> _Required work_: Please restate exactly what appears in the records below from the first line to the line where "cleared on drop." is, that line included.

Collected data entries:
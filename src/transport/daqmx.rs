//! NI-DAQmx line I/O through the vendor runtime library, loaded at startup.
//!
//! Only on-demand, single-sample operations are bound: one analog input read,
//! one analog output write, one digital line write. Every line lives in its
//! own task which is stopped and cleared on drop.

use libloading::{Library, Symbol};
use log::debug;
use std::ffi::{CStr, CString, c_char, c_double};
use std::path::Path;
use std::sync::Arc;
use std::time::Duration;
use thiserror::Error;

#[cfg(target_pointer_width = "64")]
type TaskHandle = u64;
#[cfg(target_pointer_width = "32")]
type TaskHandle = u32;

#[cfg(windows)]
const DEFAULT_LIBRARY: &str = "nicaiu.dll";
#[cfg(not(windows))]
const DEFAULT_LIBRARY: &str = "libnidaqmx.so";

const DAQMX_SUCCESS: i32 = 0;
const DAQMX_VAL_CFG_DEFAULT: i32 = -1;
const DAQMX_VAL_VOLTS: i32 = 10348;
const DAQMX_VAL_CHAN_FOR_ALL_LINES: i32 = 1;
const DAQMX_VAL_GROUP_BY_CHANNEL: u32 = 0;
const DAQMX_ERROR_SAMPLES_NOT_YET_AVAILABLE: i32 = -200284;
const DAQMX_ERROR_WAIT_UNTIL_DONE_DID_NOT_INDICATE_DONE: i32 = -200560;
const DAQMX_ERROR_OPERATION_TIMED_OUT: i32 = -200474;

type FnCreateTask = unsafe extern "C" fn(name: *const c_char, task: *mut TaskHandle) -> i32;
type FnTaskControl = unsafe extern "C" fn(task: TaskHandle) -> i32;
type FnCreateAIVoltageChan = unsafe extern "C" fn(
    task: TaskHandle,
    physical_channel: *const c_char,
    name_to_assign: *const c_char,
    terminal_config: i32,
    min_val: c_double,
    max_val: c_double,
    units: i32,
    custom_scale_name: *const c_char,
) -> i32;
type FnCreateAOVoltageChan = unsafe extern "C" fn(
    task: TaskHandle,
    physical_channel: *const c_char,
    name_to_assign: *const c_char,
    min_val: c_double,
    max_val: c_double,
    units: i32,
    custom_scale_name: *const c_char,
) -> i32;
type FnCreateDOChan = unsafe extern "C" fn(
    task: TaskHandle,
    lines: *const c_char,
    name_to_assign: *const c_char,
    line_grouping: i32,
) -> i32;
type FnReadAnalogScalarF64 = unsafe extern "C" fn(
    task: TaskHandle,
    timeout: c_double,
    value: *mut c_double,
    reserved: *mut u32,
) -> i32;
type FnWriteAnalogScalarF64 = unsafe extern "C" fn(
    task: TaskHandle,
    auto_start: u32,
    timeout: c_double,
    value: c_double,
    reserved: *mut u32,
) -> i32;
type FnWriteDigitalLines = unsafe extern "C" fn(
    task: TaskHandle,
    samples_per_channel: i32,
    auto_start: u32,
    timeout: c_double,
    data_layout: u32,
    write_array: *const u8,
    samples_written: *mut i32,
    reserved: *mut u32,
) -> i32;
type FnGetExtendedErrorInfo = unsafe extern "C" fn(buffer: *mut c_char, buffer_size: u32) -> i32;

#[derive(Error, Debug)]
pub enum DaqmxError {
    #[error("NI-DAQmx runtime not available: {0}")]
    Library(String),
    #[error("NI-DAQmx error {code}: {message}")]
    Status { code: i32, message: String },
    #[error("Invalid channel name: {0}")]
    ChannelName(String),
}

impl DaqmxError {
    pub fn is_timeout(&self) -> bool {
        matches!(
            self,
            DaqmxError::Status { code, .. } if *code == DAQMX_ERROR_SAMPLES_NOT_YET_AVAILABLE
                || *code == DAQMX_ERROR_WAIT_UNTIL_DONE_DID_NOT_INDICATE_DONE
                || *code == DAQMX_ERROR_OPERATION_TIMED_OUT
        )
    }
}

/// Single analog input sample source.
pub trait AnalogIn: Send {
    fn read_volts(&mut self) -> Result<f64, DaqmxError>;
}

/// Single analog output line.
pub trait AnalogOut: Send {
    fn write_volts(&mut self, volts: f64) -> Result<(), DaqmxError>;
}

/// Single digital output line.
pub trait DigitalOut: Send {
    fn write_level(&mut self, high: bool) -> Result<(), DaqmxError>;
}

/// Loaded NI-DAQmx runtime. Shared by every task created from it.
pub struct Daqmx {
    _lib: Library,
    create_task: FnCreateTask,
    start_task: FnTaskControl,
    stop_task: FnTaskControl,
    clear_task: FnTaskControl,
    create_ai_voltage_chan: FnCreateAIVoltageChan,
    create_ao_voltage_chan: FnCreateAOVoltageChan,
    create_do_chan: FnCreateDOChan,
    read_analog_scalar: FnReadAnalogScalarF64,
    write_analog_scalar: FnWriteAnalogScalarF64,
    write_digital_lines: FnWriteDigitalLines,
    get_extended_error_info: FnGetExtendedErrorInfo,
}

impl Daqmx {
    /// Load the runtime from `path`, or from the platform default library name.
    pub fn load(path: Option<&Path>) -> Result<Arc<Self>, DaqmxError> {
        let lib = match path {
            Some(path) => unsafe { Library::new(path) },
            None => unsafe { Library::new(DEFAULT_LIBRARY) },
        }
        .map_err(|e| DaqmxError::Library(e.to_string()))?;

        macro_rules! sym {
            ($t:ty, $name:expr) => {{
                let s: Symbol<$t> = unsafe { lib.get($name) }
                    .map_err(|e| DaqmxError::Library(e.to_string()))?;
                *s
            }};
        }

        let daqmx = Self {
            create_task: sym!(FnCreateTask, b"DAQmxCreateTask\0"),
            start_task: sym!(FnTaskControl, b"DAQmxStartTask\0"),
            stop_task: sym!(FnTaskControl, b"DAQmxStopTask\0"),
            clear_task: sym!(FnTaskControl, b"DAQmxClearTask\0"),
            create_ai_voltage_chan: sym!(FnCreateAIVoltageChan, b"DAQmxCreateAIVoltageChan\0"),
            create_ao_voltage_chan: sym!(FnCreateAOVoltageChan, b"DAQmxCreateAOVoltageChan\0"),
            create_do_chan: sym!(FnCreateDOChan, b"DAQmxCreateDOChan\0"),
            read_analog_scalar: sym!(FnReadAnalogScalarF64, b"DAQmxReadAnalogScalarF64\0"),
            write_analog_scalar: sym!(FnWriteAnalogScalarF64, b"DAQmxWriteAnalogScalarF64\0"),
            write_digital_lines: sym!(FnWriteDigitalLines, b"DAQmxWriteDigitalLines\0"),
            get_extended_error_info: sym!(FnGetExtendedErrorInfo, b"DAQmxGetExtendedErrorInfo\0"),
            _lib: lib,
        };
        debug!("Loaded NI-DAQmx runtime");
        Ok(Arc::new(daqmx))
    }

    fn check(&self, code: i32) -> Result<(), DaqmxError> {
        if code >= DAQMX_SUCCESS {
            return Ok(());
        }
        let mut buf = vec![0 as c_char; 2048];
        let message = unsafe {
            (self.get_extended_error_info)(buf.as_mut_ptr(), buf.len() as u32);
            CStr::from_ptr(buf.as_ptr()).to_string_lossy().trim().to_string()
        };
        Err(DaqmxError::Status { code, message })
    }

    fn new_task(self: &Arc<Self>, line: &str) -> Result<Task, DaqmxError> {
        let mut handle: TaskHandle = 0;
        self.check(unsafe { (self.create_task)(c"".as_ptr(), &mut handle) })?;
        Ok(Task {
            daqmx: Arc::clone(self),
            handle,
            line: line.to_string(),
        })
    }

    /// Analog input task on `line` (e.g. `Dev1/ai6`) reading volts.
    pub fn analog_input(
        self: &Arc<Self>,
        line: &str,
        min_volts: f64,
        max_volts: f64,
        timeout: Duration,
    ) -> Result<AnalogInputTask, DaqmxError> {
        let task = self.new_task(line)?;
        let name = channel_name(line)?;
        self.check(unsafe {
            (self.create_ai_voltage_chan)(
                task.handle,
                name.as_ptr(),
                std::ptr::null(),
                DAQMX_VAL_CFG_DEFAULT,
                min_volts,
                max_volts,
                DAQMX_VAL_VOLTS,
                std::ptr::null(),
            )
        })?;
        self.check(unsafe { (self.start_task)(task.handle) })?;
        Ok(AnalogInputTask { task, timeout })
    }

    /// Analog output task on `line` (e.g. `cDAQ1Mod1/ao3`).
    pub fn analog_output(
        self: &Arc<Self>,
        line: &str,
        min_volts: f64,
        max_volts: f64,
        timeout: Duration,
    ) -> Result<AnalogOutputTask, DaqmxError> {
        let task = self.new_task(line)?;
        let name = channel_name(line)?;
        self.check(unsafe {
            (self.create_ao_voltage_chan)(
                task.handle,
                name.as_ptr(),
                std::ptr::null(),
                min_volts,
                max_volts,
                DAQMX_VAL_VOLTS,
                std::ptr::null(),
            )
        })?;
        self.check(unsafe { (self.start_task)(task.handle) })?;
        Ok(AnalogOutputTask { task, timeout })
    }

    /// Digital output task on a single `line` (e.g. `Dev1/port0/line15`).
    pub fn digital_output(
        self: &Arc<Self>,
        line: &str,
        timeout: Duration,
    ) -> Result<DigitalOutputTask, DaqmxError> {
        let task = self.new_task(line)?;
        let name = channel_name(line)?;
        self.check(unsafe {
            (self.create_do_chan)(
                task.handle,
                name.as_ptr(),
                std::ptr::null(),
                DAQMX_VAL_CHAN_FOR_ALL_LINES,
            )
        })?;
        self.check(unsafe { (self.start_task)(task.handle) })?;
        Ok(DigitalOutputTask { task, timeout })
    }
}

fn channel_name(line: &str) -> Result<CString, DaqmxError> {
    CString::new(line).map_err(|_| DaqmxError::ChannelName(line.to_string()))
}

struct Task {
    daqmx: Arc<Daqmx>,
    handle: TaskHandle,
    line: String,
}

impl Drop for Task {
    fn drop(&mut self) {
        unsafe {
            let _ = (self.daqmx.stop_task)(self.handle);
            let _ = (self.daqmx.clear_task)(self.handle);
        }
        debug!("Cleared DAQmx task for {}", self.line);
    }
}

pub struct AnalogInputTask {
    task: Task,
    timeout: Duration,
}

impl AnalogIn for AnalogInputTask {
    fn read_volts(&mut self) -> Result<f64, DaqmxError> {
        let mut value: c_double = 0.0;
        let daqmx = &self.task.daqmx;
        daqmx.check(unsafe {
            (daqmx.read_analog_scalar)(
                self.task.handle,
                self.timeout.as_secs_f64(),
                &mut value,
                std::ptr::null_mut(),
            )
        })?;
        Ok(value)
    }
}

pub struct AnalogOutputTask {
    task: Task,
    timeout: Duration,
}

impl AnalogOut for AnalogOutputTask {
    fn write_volts(&mut self, volts: f64) -> Result<(), DaqmxError> {
        let daqmx = &self.task.daqmx;
        daqmx.check(unsafe {
            (daqmx.write_analog_scalar)(
                self.task.handle,
                1,
                self.timeout.as_secs_f64(),
                volts,
                std::ptr::null_mut(),
            )
        })
    }
}

pub struct DigitalOutputTask {
    task: Task,
    timeout: Duration,
}

impl DigitalOut for DigitalOutputTask {
    fn write_level(&mut self, high: bool) -> Result<(), DaqmxError> {
        let daqmx = &self.task.daqmx;
        let sample = [u8::from(high)];
        let mut written: i32 = 0;
        daqmx.check(unsafe {
            (daqmx.write_digital_lines)(
                self.task.handle,
                1,
                1,
                self.timeout.as_secs_f64(),
                DAQMX_VAL_GROUP_BY_CHANNEL,
                sample.as_ptr(),
                &mut written,
                std::ptr::null_mut(),
            )
        })
    }
}

#[cfg(test)]
mod tests {
    use super::*;

    #[test]
    fn timeout_codes_are_recognised() {
        let err = DaqmxError::Status {
            code: DAQMX_ERROR_SAMPLES_NOT_YET_AVAILABLE,
            message: String::new(),
        };
        assert!(err.is_timeout());
        let err = DaqmxError::Status {
            code: -200220,
            message: "device not found".into(),
        };
        assert!(!err.is_timeout());
    }

    #[test]
    fn missing_runtime_is_reported() {
        let result = Daqmx::load(Some(Path::new("/nonexistent/libnidaqmx-test.so")));
        assert!(matches!(result, Err(DaqmxError::Library(_))));
    }

    #[test]
    fn interior_nul_in_line_is_rejected() {
        assert!(channel_name("Dev1/ai0\0x").is_err());
    }
}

> _Problem solution_:
filename src/transport/daqmx.rs
//! NI-DAQmx line I/O through the vendor runtime library, loaded at startup.
//!
//! Only on-demand, single-sample operations are bound: one analog input read,
//! one analog output write, one digital line write. Every line lives in its
//! own task which is stopped and cleared on drop.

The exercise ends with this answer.